*** Opening Data section ***
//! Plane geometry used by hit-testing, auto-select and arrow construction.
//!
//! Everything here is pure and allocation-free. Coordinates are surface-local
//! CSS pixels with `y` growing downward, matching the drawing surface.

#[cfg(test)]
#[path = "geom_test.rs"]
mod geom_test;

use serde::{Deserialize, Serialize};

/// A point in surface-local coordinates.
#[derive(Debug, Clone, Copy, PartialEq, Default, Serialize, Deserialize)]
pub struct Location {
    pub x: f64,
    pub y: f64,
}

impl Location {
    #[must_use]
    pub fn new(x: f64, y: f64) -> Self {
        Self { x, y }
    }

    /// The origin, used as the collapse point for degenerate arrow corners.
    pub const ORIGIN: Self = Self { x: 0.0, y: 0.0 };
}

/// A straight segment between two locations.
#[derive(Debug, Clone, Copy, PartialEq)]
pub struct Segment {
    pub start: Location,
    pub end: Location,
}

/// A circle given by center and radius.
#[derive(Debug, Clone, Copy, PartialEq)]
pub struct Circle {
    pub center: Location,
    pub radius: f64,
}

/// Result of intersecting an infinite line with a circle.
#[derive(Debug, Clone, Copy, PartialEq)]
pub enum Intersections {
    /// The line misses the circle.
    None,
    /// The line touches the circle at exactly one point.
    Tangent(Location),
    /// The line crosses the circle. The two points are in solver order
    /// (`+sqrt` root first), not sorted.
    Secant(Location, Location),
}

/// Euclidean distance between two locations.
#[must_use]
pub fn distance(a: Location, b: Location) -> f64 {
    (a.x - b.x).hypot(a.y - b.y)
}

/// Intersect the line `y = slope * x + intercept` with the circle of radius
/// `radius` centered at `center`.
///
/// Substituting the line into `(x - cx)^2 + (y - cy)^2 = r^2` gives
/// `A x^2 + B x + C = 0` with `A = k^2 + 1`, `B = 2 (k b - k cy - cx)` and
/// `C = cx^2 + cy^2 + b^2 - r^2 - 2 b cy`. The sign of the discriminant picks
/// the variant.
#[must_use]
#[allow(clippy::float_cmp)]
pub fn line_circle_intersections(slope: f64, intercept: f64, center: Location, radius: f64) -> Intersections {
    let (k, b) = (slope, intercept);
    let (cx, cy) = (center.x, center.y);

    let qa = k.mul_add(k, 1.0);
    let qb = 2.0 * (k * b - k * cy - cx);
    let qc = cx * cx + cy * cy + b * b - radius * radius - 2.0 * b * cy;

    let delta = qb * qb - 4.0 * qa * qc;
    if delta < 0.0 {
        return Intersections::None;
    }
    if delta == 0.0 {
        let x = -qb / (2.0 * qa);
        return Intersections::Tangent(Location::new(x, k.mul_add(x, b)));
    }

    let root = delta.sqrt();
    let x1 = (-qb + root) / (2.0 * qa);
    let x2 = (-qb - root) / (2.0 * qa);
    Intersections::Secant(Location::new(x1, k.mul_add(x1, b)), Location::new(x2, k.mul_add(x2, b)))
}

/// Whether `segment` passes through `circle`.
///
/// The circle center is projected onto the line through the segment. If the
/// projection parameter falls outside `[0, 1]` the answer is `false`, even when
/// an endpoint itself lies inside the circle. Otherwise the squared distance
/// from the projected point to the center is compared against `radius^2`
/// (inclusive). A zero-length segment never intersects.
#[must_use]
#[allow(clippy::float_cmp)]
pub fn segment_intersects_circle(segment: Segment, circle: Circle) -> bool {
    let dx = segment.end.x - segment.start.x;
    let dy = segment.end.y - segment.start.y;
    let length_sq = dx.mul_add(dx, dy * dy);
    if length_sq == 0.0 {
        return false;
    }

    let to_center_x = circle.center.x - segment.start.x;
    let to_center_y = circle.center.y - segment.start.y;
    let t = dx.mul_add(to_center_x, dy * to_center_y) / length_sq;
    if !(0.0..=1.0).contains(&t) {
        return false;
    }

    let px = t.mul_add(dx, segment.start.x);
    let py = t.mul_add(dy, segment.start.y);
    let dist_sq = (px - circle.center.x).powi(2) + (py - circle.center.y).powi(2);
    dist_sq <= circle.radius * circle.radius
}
*** Closing Data section ***
Look through the entries above. Copy out every line holding the word "local".

//! Everything here is pure and allocation-free. Coordinates are surface-local
/// A point in surface-local coordinates.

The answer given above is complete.